Return every line from the one with "-> Result<Vec<T>, HydrateError>" through the one with "the log subscriber.", inclusive, exactly as it appears below.

* * * * * * * * *

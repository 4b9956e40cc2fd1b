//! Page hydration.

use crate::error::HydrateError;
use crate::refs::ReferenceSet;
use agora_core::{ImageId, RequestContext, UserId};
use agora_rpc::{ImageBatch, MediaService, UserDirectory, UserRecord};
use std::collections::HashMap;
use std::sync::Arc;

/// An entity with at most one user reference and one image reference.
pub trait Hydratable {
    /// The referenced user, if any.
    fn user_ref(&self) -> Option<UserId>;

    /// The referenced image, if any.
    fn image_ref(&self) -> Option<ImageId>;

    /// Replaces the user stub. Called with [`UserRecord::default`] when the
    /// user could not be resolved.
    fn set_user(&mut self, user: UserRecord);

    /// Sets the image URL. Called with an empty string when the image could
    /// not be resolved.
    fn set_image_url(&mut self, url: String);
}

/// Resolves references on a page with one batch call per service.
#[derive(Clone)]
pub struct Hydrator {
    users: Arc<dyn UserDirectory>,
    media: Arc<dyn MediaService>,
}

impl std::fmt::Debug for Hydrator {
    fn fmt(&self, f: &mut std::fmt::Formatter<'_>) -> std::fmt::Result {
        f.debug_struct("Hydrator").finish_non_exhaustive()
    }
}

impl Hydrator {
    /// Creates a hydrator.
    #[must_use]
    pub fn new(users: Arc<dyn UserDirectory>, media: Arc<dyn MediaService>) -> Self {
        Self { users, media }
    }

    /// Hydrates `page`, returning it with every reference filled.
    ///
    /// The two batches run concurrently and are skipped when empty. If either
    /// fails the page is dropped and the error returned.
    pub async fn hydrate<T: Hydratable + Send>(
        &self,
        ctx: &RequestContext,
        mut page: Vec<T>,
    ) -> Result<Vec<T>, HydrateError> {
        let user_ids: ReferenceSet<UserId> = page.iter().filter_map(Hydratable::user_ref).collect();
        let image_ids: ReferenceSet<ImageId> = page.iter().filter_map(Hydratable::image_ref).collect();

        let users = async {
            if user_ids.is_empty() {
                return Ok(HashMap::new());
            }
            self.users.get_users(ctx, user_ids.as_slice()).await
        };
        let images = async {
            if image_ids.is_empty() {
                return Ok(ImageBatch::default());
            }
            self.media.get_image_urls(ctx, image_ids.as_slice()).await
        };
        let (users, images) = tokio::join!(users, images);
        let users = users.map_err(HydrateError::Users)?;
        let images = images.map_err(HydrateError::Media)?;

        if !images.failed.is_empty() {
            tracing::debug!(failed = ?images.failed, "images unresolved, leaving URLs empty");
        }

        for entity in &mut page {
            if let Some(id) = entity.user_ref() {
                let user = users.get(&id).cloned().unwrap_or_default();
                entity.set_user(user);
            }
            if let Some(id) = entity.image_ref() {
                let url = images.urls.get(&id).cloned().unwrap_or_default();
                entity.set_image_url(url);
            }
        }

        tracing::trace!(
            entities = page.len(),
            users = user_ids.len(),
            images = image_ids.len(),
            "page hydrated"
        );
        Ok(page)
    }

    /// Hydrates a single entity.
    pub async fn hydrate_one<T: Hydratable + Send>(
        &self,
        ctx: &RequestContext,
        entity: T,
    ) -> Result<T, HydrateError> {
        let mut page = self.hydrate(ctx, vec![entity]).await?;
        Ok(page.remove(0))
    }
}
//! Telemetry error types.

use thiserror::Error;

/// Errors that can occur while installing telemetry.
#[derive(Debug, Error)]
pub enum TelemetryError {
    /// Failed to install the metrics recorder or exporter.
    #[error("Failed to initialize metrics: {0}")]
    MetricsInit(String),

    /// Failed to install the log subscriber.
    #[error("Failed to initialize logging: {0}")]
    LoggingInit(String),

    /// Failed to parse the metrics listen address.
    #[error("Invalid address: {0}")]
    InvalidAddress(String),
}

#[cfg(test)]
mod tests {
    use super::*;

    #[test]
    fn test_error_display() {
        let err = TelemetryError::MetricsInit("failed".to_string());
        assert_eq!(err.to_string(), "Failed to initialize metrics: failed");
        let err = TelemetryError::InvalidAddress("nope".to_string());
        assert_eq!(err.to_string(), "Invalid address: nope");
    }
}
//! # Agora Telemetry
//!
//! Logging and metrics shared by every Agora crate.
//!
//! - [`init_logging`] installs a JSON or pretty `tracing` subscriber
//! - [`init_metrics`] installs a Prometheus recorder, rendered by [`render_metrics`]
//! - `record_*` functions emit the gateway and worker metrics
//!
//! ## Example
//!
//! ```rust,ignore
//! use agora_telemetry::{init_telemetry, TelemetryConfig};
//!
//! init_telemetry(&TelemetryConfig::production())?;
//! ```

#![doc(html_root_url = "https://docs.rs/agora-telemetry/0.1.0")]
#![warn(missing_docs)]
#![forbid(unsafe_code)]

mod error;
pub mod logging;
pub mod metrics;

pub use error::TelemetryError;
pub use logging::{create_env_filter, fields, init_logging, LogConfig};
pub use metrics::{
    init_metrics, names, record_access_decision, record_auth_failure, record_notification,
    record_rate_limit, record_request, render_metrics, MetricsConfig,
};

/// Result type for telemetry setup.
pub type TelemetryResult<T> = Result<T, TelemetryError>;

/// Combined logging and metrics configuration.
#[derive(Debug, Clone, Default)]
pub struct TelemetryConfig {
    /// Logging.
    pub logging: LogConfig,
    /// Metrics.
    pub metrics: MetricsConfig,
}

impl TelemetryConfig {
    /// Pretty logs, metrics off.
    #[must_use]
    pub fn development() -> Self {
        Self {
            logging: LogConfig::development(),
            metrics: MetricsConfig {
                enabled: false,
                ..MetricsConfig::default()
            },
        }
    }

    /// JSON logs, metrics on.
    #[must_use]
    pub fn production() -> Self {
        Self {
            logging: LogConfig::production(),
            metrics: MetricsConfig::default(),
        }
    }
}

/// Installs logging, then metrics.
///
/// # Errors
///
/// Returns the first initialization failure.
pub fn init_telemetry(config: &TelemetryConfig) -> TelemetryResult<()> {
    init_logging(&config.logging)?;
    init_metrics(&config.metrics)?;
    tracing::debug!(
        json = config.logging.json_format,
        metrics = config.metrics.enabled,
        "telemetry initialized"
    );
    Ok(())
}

* * * * * * * * *

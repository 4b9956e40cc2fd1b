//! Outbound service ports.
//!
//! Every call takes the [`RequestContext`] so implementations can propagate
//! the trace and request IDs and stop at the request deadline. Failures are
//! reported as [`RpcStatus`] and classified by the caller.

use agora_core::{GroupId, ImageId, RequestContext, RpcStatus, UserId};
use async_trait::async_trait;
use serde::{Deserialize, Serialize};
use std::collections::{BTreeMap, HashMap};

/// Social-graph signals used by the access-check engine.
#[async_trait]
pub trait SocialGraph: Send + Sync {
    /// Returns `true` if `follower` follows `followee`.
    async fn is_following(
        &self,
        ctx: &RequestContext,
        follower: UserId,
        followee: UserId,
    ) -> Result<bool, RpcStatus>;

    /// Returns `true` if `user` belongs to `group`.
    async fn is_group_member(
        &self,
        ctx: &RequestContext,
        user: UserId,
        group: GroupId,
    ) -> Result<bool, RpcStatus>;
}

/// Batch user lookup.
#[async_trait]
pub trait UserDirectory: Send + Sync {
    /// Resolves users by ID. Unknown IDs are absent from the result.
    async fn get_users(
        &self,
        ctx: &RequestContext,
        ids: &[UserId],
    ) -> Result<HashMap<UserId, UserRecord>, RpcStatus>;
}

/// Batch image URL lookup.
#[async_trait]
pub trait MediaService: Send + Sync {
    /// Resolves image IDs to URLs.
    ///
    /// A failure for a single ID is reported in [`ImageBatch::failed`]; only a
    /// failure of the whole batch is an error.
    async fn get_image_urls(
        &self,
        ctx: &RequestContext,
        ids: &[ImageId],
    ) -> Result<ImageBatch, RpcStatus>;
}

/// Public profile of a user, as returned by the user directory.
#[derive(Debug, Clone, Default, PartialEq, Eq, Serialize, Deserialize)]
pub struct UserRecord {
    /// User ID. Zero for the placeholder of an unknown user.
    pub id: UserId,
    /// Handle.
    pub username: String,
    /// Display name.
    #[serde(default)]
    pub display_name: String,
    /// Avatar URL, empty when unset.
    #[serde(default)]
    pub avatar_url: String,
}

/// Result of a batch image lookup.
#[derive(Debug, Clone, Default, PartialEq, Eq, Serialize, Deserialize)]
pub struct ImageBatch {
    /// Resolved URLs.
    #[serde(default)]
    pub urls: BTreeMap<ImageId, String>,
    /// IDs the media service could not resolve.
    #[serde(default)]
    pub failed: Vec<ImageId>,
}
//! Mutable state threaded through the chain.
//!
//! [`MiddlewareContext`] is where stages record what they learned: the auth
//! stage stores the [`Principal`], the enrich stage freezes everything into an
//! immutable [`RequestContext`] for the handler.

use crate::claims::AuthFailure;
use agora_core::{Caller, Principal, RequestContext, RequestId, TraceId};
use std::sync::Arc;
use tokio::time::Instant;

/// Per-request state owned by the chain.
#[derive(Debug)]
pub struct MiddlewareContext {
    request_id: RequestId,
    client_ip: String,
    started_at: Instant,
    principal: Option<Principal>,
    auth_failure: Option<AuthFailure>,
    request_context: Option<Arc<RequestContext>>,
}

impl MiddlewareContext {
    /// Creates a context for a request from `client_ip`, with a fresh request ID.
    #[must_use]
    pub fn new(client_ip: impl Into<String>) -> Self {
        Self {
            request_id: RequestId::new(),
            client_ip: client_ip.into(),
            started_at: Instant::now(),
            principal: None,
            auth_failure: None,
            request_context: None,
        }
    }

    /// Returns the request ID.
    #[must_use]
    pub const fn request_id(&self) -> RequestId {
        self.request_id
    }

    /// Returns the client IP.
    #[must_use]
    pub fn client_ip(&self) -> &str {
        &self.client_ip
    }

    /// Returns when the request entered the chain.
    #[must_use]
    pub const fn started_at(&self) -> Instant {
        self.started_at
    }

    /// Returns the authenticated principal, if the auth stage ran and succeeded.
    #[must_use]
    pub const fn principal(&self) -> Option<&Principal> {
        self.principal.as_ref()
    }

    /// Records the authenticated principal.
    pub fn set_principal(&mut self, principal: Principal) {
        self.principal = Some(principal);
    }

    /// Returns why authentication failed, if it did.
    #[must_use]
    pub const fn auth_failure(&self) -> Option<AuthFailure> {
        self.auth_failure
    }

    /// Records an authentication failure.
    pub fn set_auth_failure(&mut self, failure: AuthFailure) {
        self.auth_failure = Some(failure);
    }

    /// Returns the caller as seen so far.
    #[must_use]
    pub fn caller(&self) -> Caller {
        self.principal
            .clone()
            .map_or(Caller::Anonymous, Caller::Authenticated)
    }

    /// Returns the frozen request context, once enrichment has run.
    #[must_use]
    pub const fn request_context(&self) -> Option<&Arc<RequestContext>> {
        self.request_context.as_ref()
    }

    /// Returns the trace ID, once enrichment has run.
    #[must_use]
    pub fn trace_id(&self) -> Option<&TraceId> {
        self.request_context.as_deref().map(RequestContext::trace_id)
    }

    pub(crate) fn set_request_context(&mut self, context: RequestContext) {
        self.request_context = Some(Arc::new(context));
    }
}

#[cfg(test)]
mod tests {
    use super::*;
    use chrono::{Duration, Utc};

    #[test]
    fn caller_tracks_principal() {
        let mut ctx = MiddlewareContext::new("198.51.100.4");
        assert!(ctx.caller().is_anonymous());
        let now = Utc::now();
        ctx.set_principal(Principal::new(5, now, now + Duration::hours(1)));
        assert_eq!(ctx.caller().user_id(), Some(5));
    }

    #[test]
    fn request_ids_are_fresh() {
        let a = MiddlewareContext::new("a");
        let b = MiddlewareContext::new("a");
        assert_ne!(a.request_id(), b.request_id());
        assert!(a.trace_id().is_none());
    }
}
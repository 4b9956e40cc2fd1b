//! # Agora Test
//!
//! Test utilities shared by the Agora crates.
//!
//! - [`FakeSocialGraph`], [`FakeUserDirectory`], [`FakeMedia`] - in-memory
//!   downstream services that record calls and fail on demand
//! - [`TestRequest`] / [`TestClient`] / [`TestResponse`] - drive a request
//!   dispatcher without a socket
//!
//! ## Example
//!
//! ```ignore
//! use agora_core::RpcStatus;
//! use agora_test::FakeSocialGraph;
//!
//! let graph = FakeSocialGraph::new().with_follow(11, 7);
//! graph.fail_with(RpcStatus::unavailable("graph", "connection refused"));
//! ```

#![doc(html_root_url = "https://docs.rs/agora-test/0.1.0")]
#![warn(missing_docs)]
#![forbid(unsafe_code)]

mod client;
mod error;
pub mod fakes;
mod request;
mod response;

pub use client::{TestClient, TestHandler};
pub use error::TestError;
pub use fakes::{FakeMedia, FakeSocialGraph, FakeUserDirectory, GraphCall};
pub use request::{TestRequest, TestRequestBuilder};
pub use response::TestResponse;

* * * * * * * * *

ANSWER BOX ::
    ) -> Result<Vec<T>, HydrateError> {
        let user_ids: ReferenceSet<UserId> = page.iter().filter_map(Hydratable::user_ref).collect();
        let image_ids: ReferenceSet<ImageId> = page.iter().filter_map(Hydratable::image_ref).collect();

        let users = async {
            if user_ids.is_empty() {
                return Ok(HashMap::new());
            }
            self.users.get_users(ctx, user_ids.as_slice()).await
        };
        let images = async {
            if image_ids.is_empty() {
                return Ok(ImageBatch::default());
            }
            self.media.get_image_urls(ctx, image_ids.as_slice()).await
        };
        let (users, images) = tokio::join!(users, images);
        let users = users.map_err(HydrateError::Users)?;
        let images = images.map_err(HydrateError::Media)?;

        if !images.failed.is_empty() {
            tracing::debug!(failed = ?images.failed, "images unresolved, leaving URLs empty");
        }

        for entity in &mut page {
            if let Some(id) = entity.user_ref() {
                let user = users.get(&id).cloned().unwrap_or_default();
                entity.set_user(user);
            }
            if let Some(id) = entity.image_ref() {
                let url = images.urls.get(&id).cloned().unwrap_or_default();
                entity.set_image_url(url);
            }
        }

        tracing::trace!(
            entities = page.len(),
            users = user_ids.len(),
            images = image_ids.len(),
            "page hydrated"
        );
        Ok(page)
    }

    /// Hydrates a single entity.
    pub async fn hydrate_one<T: Hydratable + Send>(
        &self,
        ctx: &RequestContext,
        entity: T,
    ) -> Result<T, HydrateError> {
        let mut page = self.hydrate(ctx, vec![entity]).await?;
        Ok(page.remove(0))
    }
}
//! Telemetry error types.

use thiserror::Error;

/// Errors that can occur while installing telemetry.
#[derive(Debug, Error)]
pub enum TelemetryError {
    /// Failed to install the metrics recorder or exporter.
    #[error("Failed to initialize metrics: {0}")]
    MetricsInit(String),

    /// Failed to install the log subscriber.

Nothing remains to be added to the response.